Search the records below for the word "StringFile". Copy each line where it occurs.

· · · · · · ·

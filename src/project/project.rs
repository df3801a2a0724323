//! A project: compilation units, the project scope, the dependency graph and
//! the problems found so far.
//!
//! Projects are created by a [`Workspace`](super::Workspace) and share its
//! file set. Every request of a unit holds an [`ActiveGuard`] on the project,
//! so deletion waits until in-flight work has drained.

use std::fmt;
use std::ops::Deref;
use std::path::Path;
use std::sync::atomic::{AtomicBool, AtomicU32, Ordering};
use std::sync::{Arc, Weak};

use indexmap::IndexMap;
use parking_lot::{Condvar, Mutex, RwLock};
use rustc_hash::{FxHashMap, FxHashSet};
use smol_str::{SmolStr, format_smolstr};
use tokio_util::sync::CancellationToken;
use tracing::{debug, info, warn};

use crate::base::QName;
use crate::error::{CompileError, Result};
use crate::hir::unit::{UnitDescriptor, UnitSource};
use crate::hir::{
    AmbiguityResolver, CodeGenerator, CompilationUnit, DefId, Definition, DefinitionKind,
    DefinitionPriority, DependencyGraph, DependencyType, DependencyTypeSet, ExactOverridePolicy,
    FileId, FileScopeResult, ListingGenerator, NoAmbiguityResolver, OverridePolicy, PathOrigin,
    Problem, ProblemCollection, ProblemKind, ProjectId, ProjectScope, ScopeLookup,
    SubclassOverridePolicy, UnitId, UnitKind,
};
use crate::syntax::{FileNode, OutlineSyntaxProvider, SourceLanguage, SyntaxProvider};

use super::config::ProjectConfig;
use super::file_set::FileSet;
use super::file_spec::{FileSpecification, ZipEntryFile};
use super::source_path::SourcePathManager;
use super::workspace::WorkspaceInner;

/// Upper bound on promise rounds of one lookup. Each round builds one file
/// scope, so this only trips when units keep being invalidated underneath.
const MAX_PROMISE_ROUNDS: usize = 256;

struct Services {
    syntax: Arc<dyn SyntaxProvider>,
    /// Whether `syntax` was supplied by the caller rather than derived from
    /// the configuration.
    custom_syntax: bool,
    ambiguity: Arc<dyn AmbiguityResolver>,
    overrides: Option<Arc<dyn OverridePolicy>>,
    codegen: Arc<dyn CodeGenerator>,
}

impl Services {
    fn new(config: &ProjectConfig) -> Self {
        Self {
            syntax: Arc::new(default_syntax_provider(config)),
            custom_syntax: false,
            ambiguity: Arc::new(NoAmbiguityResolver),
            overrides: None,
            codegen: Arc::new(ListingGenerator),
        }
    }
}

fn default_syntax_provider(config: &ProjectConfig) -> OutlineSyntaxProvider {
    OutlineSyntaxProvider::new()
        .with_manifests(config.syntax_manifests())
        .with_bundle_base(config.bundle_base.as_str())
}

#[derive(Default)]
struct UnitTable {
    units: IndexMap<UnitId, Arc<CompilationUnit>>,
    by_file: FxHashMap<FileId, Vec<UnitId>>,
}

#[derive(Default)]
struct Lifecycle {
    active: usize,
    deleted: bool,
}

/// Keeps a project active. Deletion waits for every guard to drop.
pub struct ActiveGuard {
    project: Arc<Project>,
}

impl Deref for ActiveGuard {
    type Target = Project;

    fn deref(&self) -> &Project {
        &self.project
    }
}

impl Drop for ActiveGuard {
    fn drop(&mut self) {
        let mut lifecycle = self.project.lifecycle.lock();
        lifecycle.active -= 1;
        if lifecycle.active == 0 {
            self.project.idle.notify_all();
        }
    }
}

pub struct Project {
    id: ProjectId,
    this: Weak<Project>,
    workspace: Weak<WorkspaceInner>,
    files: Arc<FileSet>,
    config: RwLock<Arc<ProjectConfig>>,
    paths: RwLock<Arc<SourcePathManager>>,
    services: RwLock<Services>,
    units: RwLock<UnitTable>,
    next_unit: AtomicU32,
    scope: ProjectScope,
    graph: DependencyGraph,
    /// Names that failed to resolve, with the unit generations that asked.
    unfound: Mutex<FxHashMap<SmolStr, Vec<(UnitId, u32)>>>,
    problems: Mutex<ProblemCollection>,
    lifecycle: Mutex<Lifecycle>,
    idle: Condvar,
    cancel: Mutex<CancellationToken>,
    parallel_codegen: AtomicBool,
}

· · · · · · ·

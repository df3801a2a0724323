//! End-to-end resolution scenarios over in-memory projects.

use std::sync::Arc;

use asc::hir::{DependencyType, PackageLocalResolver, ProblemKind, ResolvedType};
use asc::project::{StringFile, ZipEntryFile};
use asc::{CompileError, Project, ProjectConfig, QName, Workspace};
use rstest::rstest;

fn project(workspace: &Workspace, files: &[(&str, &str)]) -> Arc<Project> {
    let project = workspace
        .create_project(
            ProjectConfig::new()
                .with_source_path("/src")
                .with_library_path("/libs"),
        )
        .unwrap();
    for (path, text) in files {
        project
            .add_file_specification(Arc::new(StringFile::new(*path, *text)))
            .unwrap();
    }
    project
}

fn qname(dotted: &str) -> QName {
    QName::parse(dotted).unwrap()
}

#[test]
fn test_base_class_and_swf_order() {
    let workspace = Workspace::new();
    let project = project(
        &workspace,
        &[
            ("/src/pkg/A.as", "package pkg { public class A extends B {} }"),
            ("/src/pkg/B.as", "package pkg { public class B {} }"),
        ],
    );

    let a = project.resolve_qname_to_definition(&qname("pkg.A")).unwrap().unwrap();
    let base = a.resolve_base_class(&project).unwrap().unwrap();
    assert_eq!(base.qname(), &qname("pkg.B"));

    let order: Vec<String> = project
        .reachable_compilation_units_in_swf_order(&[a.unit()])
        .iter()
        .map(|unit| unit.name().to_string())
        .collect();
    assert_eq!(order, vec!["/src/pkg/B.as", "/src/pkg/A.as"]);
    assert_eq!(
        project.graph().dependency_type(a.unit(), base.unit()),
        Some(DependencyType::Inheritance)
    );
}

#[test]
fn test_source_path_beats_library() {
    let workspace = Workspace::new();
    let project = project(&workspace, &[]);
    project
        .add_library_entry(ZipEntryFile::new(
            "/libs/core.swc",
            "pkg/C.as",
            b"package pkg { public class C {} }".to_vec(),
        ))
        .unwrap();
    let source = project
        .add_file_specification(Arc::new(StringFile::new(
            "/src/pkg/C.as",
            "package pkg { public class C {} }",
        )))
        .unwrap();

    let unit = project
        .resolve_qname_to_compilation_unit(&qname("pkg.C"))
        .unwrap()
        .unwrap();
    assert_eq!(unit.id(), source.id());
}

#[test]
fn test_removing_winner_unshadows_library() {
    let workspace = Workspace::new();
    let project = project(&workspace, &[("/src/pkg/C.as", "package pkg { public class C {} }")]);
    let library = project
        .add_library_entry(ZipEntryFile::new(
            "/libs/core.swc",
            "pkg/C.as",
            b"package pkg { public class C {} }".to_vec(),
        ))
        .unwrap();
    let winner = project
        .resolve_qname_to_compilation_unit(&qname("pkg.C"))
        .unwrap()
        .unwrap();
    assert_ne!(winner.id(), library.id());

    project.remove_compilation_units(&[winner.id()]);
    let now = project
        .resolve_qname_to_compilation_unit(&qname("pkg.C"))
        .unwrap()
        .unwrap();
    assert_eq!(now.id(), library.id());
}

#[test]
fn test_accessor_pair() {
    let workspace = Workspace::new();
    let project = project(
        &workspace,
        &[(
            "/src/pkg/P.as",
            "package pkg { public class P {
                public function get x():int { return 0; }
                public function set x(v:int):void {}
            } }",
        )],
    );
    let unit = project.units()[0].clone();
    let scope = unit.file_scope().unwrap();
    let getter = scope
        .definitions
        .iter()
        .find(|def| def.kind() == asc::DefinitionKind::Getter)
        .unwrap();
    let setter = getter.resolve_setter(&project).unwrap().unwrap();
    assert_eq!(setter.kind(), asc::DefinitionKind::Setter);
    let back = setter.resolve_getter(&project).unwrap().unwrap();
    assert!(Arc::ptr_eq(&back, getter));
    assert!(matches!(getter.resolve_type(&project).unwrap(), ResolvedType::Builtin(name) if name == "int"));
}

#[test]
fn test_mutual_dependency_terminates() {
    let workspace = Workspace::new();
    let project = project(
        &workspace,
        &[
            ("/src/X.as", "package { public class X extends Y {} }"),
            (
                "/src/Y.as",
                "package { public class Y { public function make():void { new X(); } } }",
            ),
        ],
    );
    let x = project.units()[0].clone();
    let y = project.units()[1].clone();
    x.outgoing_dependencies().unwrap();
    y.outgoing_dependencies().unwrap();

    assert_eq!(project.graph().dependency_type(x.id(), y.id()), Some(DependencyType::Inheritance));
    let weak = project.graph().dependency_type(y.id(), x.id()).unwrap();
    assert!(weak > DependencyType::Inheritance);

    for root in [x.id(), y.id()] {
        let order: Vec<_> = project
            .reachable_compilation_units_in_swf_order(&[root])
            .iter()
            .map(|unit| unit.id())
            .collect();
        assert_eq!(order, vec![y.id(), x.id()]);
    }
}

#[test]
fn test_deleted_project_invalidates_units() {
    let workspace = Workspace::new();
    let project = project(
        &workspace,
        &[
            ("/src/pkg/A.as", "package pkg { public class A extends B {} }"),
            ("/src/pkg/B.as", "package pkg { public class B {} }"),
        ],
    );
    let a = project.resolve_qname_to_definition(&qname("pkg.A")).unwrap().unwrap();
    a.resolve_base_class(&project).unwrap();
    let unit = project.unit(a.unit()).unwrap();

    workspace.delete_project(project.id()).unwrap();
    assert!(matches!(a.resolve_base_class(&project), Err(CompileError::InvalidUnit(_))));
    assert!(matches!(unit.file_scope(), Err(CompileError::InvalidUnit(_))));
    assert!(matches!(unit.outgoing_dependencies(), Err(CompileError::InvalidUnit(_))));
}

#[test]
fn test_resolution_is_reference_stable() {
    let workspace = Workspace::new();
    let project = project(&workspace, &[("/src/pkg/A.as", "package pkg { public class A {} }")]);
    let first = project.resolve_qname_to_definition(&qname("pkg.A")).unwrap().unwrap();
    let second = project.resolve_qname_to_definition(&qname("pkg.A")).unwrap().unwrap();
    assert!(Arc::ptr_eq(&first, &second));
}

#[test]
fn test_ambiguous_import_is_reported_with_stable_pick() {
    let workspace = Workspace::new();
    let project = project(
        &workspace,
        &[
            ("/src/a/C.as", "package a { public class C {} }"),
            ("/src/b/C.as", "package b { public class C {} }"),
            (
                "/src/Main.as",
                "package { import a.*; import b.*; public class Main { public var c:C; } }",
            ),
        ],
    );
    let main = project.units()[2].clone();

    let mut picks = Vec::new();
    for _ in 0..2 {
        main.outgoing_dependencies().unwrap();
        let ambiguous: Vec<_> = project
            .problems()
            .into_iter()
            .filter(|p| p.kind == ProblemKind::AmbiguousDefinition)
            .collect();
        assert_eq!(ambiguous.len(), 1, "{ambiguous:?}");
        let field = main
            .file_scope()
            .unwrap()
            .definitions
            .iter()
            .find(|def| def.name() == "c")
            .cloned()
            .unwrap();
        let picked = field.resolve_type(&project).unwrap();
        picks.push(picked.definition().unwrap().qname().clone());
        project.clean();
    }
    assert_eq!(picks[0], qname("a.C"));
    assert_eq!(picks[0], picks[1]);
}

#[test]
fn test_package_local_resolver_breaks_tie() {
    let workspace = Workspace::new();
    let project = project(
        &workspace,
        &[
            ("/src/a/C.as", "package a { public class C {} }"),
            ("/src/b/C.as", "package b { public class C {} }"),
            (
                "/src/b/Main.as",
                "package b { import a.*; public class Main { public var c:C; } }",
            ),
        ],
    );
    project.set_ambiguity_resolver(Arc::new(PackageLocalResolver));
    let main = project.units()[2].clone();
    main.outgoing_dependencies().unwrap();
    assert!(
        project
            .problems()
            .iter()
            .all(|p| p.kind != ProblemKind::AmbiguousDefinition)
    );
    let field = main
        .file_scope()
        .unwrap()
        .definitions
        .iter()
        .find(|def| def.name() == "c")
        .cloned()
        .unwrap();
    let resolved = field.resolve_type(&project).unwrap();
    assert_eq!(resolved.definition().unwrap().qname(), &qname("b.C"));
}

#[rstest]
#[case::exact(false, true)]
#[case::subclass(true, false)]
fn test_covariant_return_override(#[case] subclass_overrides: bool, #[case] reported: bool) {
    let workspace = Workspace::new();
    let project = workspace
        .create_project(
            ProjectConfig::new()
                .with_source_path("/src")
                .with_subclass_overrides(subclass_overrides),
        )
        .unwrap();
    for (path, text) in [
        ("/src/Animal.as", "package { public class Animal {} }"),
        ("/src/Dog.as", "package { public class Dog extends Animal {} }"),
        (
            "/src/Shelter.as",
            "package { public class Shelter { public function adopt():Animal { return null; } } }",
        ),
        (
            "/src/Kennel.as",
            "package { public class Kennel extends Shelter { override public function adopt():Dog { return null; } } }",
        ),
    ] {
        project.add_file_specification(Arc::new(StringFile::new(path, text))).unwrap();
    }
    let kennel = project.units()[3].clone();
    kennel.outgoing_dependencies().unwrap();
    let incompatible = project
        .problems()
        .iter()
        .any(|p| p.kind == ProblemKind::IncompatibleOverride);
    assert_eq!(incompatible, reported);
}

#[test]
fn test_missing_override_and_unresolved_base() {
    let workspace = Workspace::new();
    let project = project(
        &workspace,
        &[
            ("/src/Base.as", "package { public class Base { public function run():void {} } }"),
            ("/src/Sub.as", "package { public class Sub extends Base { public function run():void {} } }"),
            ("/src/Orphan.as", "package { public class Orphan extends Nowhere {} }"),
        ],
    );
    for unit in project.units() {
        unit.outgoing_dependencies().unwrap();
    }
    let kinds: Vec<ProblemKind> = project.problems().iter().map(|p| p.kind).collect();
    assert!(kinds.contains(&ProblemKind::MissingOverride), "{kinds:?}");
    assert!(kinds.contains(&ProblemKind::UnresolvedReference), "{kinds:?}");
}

· · · · · · ·

| Solution below |
use asc::project::{StringFile, ZipEntryFile};
            .add_file_specification(Arc::new(StringFile::new(*path, *text)))
        .add_file_specification(Arc::new(StringFile::new(
        project.add_file_specification(Arc::new(StringFile::new(path, text))).unwrap();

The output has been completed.